## [INSTRUCTIONS TO FOLLOW]
Print verbatim the opening line of the material and every subsequent line through the one containing "word in bytes.".

━━ DATA TO EXAMINE

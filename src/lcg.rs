use wrapping_arithmetic::wrappit;
use super::ConfigError;

// This module contains the affine jump machinery shared by the LCG families.
// An LCG iteration is seed <- seed * mul + add, so any number of iterations
// is again a single (mul, add) pair. Tables of these pairs, indexed by the
// bytes of a step count, give a jump of any length in one multiply-add per byte.

/// Unsigned word an LCG runs on. All arithmetic wraps.
pub trait LcgWord: Copy + Eq + core::fmt::Debug + Send + Sync + 'static {
    /// Width of the word in bytes.
    const BYTES: usize;
    const ZERO: Self;
    const ONE: Self;
    fn wrapping_mul(self, rhs: Self) -> Self;
    fn wrapping_add(self, rhs: Self) -> Self;
    fn wrapping_neg(self) -> Self;
    /// Returns byte `d` of the word, counting from the least significant.
    fn byte(self, d: usize) -> usize;
    fn to_u64(self) -> u64;
}

macro_rules! lcg_word {
    ($t:ty) => {
        impl LcgWord for $t {
            const BYTES: usize = core::mem::size_of::<$t>();
            const ZERO: Self = 0;
            const ONE: Self = 1;
            #[inline] fn wrapping_mul(self, rhs: Self) -> Self { <$t>::wrapping_mul(self, rhs) }
            #[inline] fn wrapping_add(self, rhs: Self) -> Self { <$t>::wrapping_add(self, rhs) }
            #[inline] fn wrapping_neg(self) -> Self { <$t>::wrapping_neg(self) }
            #[inline] fn byte(self, d: usize) -> usize { ((self >> (d << 3)) & 0xff) as usize }
            #[inline] fn to_u64(self) -> u64 { self as u64 }
        }
    };
}

lcg_word!(u32);
lcg_word!(u64);

/// The affine map x -> x * mul + add modulo 2**W.
#[cfg_attr(feature = "serde", derive(serde::Serialize, serde::Deserialize))]
#[derive(Clone, Copy, Debug, Eq, PartialEq, Hash)]
pub struct Affine<T> {
    pub mul: T,
    pub add: T,
}

impl<T: LcgWord> Affine<T> {
    pub const fn new(mul: T, add: T) -> Self {
        Affine { mul, add }
    }

    /// The map that leaves every seed unchanged.
    pub fn identity() -> Self {
        Affine { mul: T::ONE, add: T::ZERO }
    }

    #[inline]
    pub fn apply(self, seed: T) -> T {
        seed.wrapping_mul(self.mul).wrapping_add(self.add)
    }

    /// Returns the map that applies `self` first, then `next`.
    #[inline]
    pub fn then(self, next: Self) -> Self {
        Affine { mul: self.mul.wrapping_mul(next.mul), add: self.add.wrapping_mul(next.mul).wrapping_add(next.add) }
    }

    /// Returns the map applied twice: (a, b)² = (a², b·(1 + a)).
    #[inline]
    pub fn squared(self) -> Self {
        Affine { mul: self.mul.wrapping_mul(self.mul), add: self.add.wrapping_mul(T::ONE.wrapping_add(self.mul)) }
    }

    /// Returns the inverse map. The multiplier must be odd.
    pub fn inverse(self) -> Self {
        debug_assert!(self.mul.byte(0) & 1 == 1, "affine map with even multiplier is not invertible");
        // Newton iteration; every odd a satisfies a * a = 1 (mod 8),
        // and each round doubles the number of correct low bits.
        let two = T::ONE.wrapping_add(T::ONE);
        let mut inv = self.mul;
        for _ in 0 .. 6 {
            inv = inv.wrapping_mul(two.wrapping_add(self.mul.wrapping_mul(inv).wrapping_neg()));
        }
        Affine { mul: inv, add: self.add.wrapping_mul(inv).wrapping_neg() }
    }

    /// Returns the map that iterates `self` n times.
    pub fn pow(self, n: u128) -> Self {
        // Algorithm from Brown, F. B., "Random Number Generation with Arbitrary Stride",
        // Transactions of the American Nuclear Society, 1994.
        let mut unit = self;
        let mut jump = Self::identity();
        let mut delta = n;
        while delta > 0 {
            if delta & 1 == 1 {
                jump = jump.then(unit);
            }
            unit = unit.squared();
            delta >>= 1;
        }
        jump
    }
}

/// Byte-indexed jump table: `forward[d][v]` iterates the base step `v * 256**d` times,
/// and `backward[d][v]` undoes the same number of steps.
#[derive(Clone)]
pub struct AffineTable<T> {
    step: Affine<T>,
    inverse: Affine<T>,
    forward: Vec<[Affine<T>; 256]>,
    backward: Vec<[Affine<T>; 256]>,
}

// The tables are a few kilobytes; keep them out of debug output.
impl<T> core::fmt::Debug for AffineTable<T> {
    fn fmt(&self, f: &mut core::fmt::Formatter) -> core::fmt::Result {
        write!(f, "AffineTable {{}}")
    }
}

fn build_rows<T: LcgWord>(step: Affine<T>) -> Vec<[Affine<T>; 256]> {
    let mut rows = Vec::with_capacity(T::BYTES);
    let mut unit = step;
    for _ in 0 .. T::BYTES {
        let mut row = [Affine::identity(); 256];
        for v in 1 .. 256 {
            row[v] = row[v - 1].then(unit);
        }
        rows.push(row);
        for _ in 0 .. 8 {
            unit = unit.squared();
        }
    }
    rows
}

impl<T: LcgWord> AffineTable<T> {
    /// Builds forward and backward tables for the base step.
    /// Fails if the base multiplier is even, since the step then has no inverse.
    pub fn new(step: Affine<T>) -> Result<Self, ConfigError> {
        if step.mul.byte(0) & 1 == 0 {
            return Err(ConfigError::EvenMultiplier(step.mul.to_u64()));
        }
        Ok(Self::build(step))
    }

    /// Builds the tables for a step already known to be invertible.
    pub(crate) fn build(step: Affine<T>) -> Self {
        let inverse = step.inverse();
        AffineTable { step, inverse, forward: build_rows(step), backward: build_rows(inverse) }
    }

    /// Base step.
    pub fn step(&self) -> Affine<T> {
        self.step
    }

    /// Inverse of the base step.
    pub fn inverse(&self) -> Affine<T> {
        self.inverse
    }

    /// Seed after `n` steps forward.
    #[inline]
    pub fn advance(&self, seed: T, n: T) -> T {
        self.forward.iter().enumerate().fold(seed, |seed, (d, row)| row[n.byte(d)].apply(seed))
    }

    /// Seed after `n` steps backward.
    #[inline]
    pub fn back(&self, seed: T, n: T) -> T {
        self.backward.iter().enumerate().fold(seed, |seed, (d, row)| row[n.byte(d)].apply(seed))
    }

    /// Single map equivalent to `n` steps forward.
    pub fn forward_map(&self, n: T) -> Affine<T> {
        self.forward.iter().enumerate().fold(Affine::identity(), |map, (d, row)| map.then(row[n.byte(d)]))
    }

    /// Single map equivalent to `n` steps backward.
    pub fn backward_map(&self, n: T) -> Affine<T> {
        self.backward.iter().enumerate().fold(Affine::identity(), |map, (d, row)| map.then(row[n.byte(d)]))
    }
}

/// Endless iterator over successive seeds, starting with the initial one.
#[derive(Clone, Debug)]
pub struct Seeds<T> {
    step: Affine<T>,
    seed: T,
}

impl<T: LcgWord> Seeds<T> {
    pub fn new(step: Affine<T>, seed: T) -> Self {
        Seeds { step, seed }
    }
}

impl<T: LcgWord> Iterator for Seeds<T> {
    type Item = T;

    #[inline]
    fn next(&mut self) -> Option<T> {
        let seed = self.seed;
        self.seed = self.step.apply(seed);
        Some(seed)
    }
}

/// Returns the number of iterations between origin and state for a 32-bit LCG.
/// The step must be full period (multiplier 1 mod 4, odd increment); `Lcg32::new` checks this.
#[wrappit]
pub fn iterations_32(step: Affine<u32>, origin: u32, state: u32) -> u32 {
    // Bit k of the distance is decided by bit k of the seeds once all lower bits agree:
    // the map iterated 2**k times fixes the low k bits and toggles bit k.
    let mut jump_m = step.mul;
    let mut jump_p = step.add;
    let mut ordinal: u32 = 0;
    let mut address = origin;

    for k in 0 .. 32 {
        let bit = 1u32 << k;
        if (bit & address) != (bit & state) {
            address = address * jump_m + jump_p;
            ordinal = ordinal | bit;
        }
        jump_p = (jump_m + 1) * jump_p;
        jump_m *= jump_m;
    }
    ordinal
}

#[cfg(test)] mod tests {
    use super::*;
    use super::super::*;

    #[test] pub fn run_tests() {

        let mut r: u64 = 0;
        let mut rnd = || -> u64 { r = r.wrapping_mul(LCG64_MULTIPLIER).wrapping_add(0xffff); r >> 16 };

        for _ in 0 .. 1 << 6 {

            // Full period: multiplier 1 mod 4, odd increment.
            let m = ((rnd() as u32) & !3) | 1;
            let p = (rnd() as u32) | 1;
            let step = Affine::new(m, p);
            let table = AffineTable::new(step).unwrap();
            let origin = rnd() as u32;

            assert_eq!(origin.wrapping_mul(m).wrapping_add(p), table.advance(origin, 1));
            assert_eq!(origin, table.back(table.advance(origin, 1), 1));
            assert_eq!(Affine::identity(), step.then(step.inverse()));
            assert_eq!(origin, table.advance(origin, 0));

            let mut state = origin;
            for n in 0 .. 300u32 {
                assert_eq!(state, table.advance(origin, n));
                assert_eq!(origin, table.back(state, n));
                assert_eq!(n, iterations_32(step, origin, state));
                state = step.apply(state);
            }

            let n = rnd() as u32;
            let h = n & rnd() as u32;
            let state = table.advance(origin, n);
            assert_eq!(state, step.pow(n as u128).apply(origin));
            assert_eq!(state, table.forward_map(n).apply(origin));
            assert_eq!(origin, table.backward_map(n).apply(state));
            assert_eq!(n, iterations_32(step, origin, state));
            assert_eq!(n - h, iterations_32(step, table.advance(origin, h), state));
            assert_eq!(table.advance(table.advance(origin, h), n - h), state);
            assert_eq!(origin, table.advance(origin, u32::MAX).wrapping_mul(m).wrapping_add(p));
        }

        for _ in 0 .. 1 << 6 {
            let m = (rnd() << 32 | rnd()) | 1;
            let p = rnd() << 32 | rnd();
            let step = Affine::new(m, p);
            let table = AffineTable::new(step).unwrap();
            let origin = rnd() << 32 | rnd();
            let n = rnd() << 32 | rnd();
            let state = table.advance(origin, n);
            assert_eq!(state, step.pow(n as u128).apply(origin));
            assert_eq!(origin, table.back(state, n));
            assert_eq!(step.pow(n as u128), table.forward_map(n));
        }

        assert_eq!(Err(ConfigError::EvenMultiplier(0x41c64e6c)), AffineTable::new(Affine::new(0x41c64e6cu32, 0x6073)).map(|_| ()));
        assert_eq!(Err(ConfigError::EvenMultiplier(0)), AffineTable::new(Affine::new(0u64, 1)).map(|_| ()));
        assert!(AffineTable::new(Affine::new(3u32, 0)).is_ok());
    }
}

━━━━

## [EXERCISE OUTPUT]
filename src/lcg.rs
use wrapping_arithmetic::wrappit;
use super::ConfigError;

// This module contains the affine jump machinery shared by the LCG families.
// An LCG iteration is seed <- seed * mul + add, so any number of iterations
// is again a single (mul, add) pair. Tables of these pairs, indexed by the
// bytes of a step count, give a jump of any length in one multiply-add per byte.

/// Unsigned word an LCG runs on. All arithmetic wraps.
pub trait LcgWord: Copy + Eq + core::fmt::Debug + Send + Sync + 'static {
    /// Width of the word in bytes.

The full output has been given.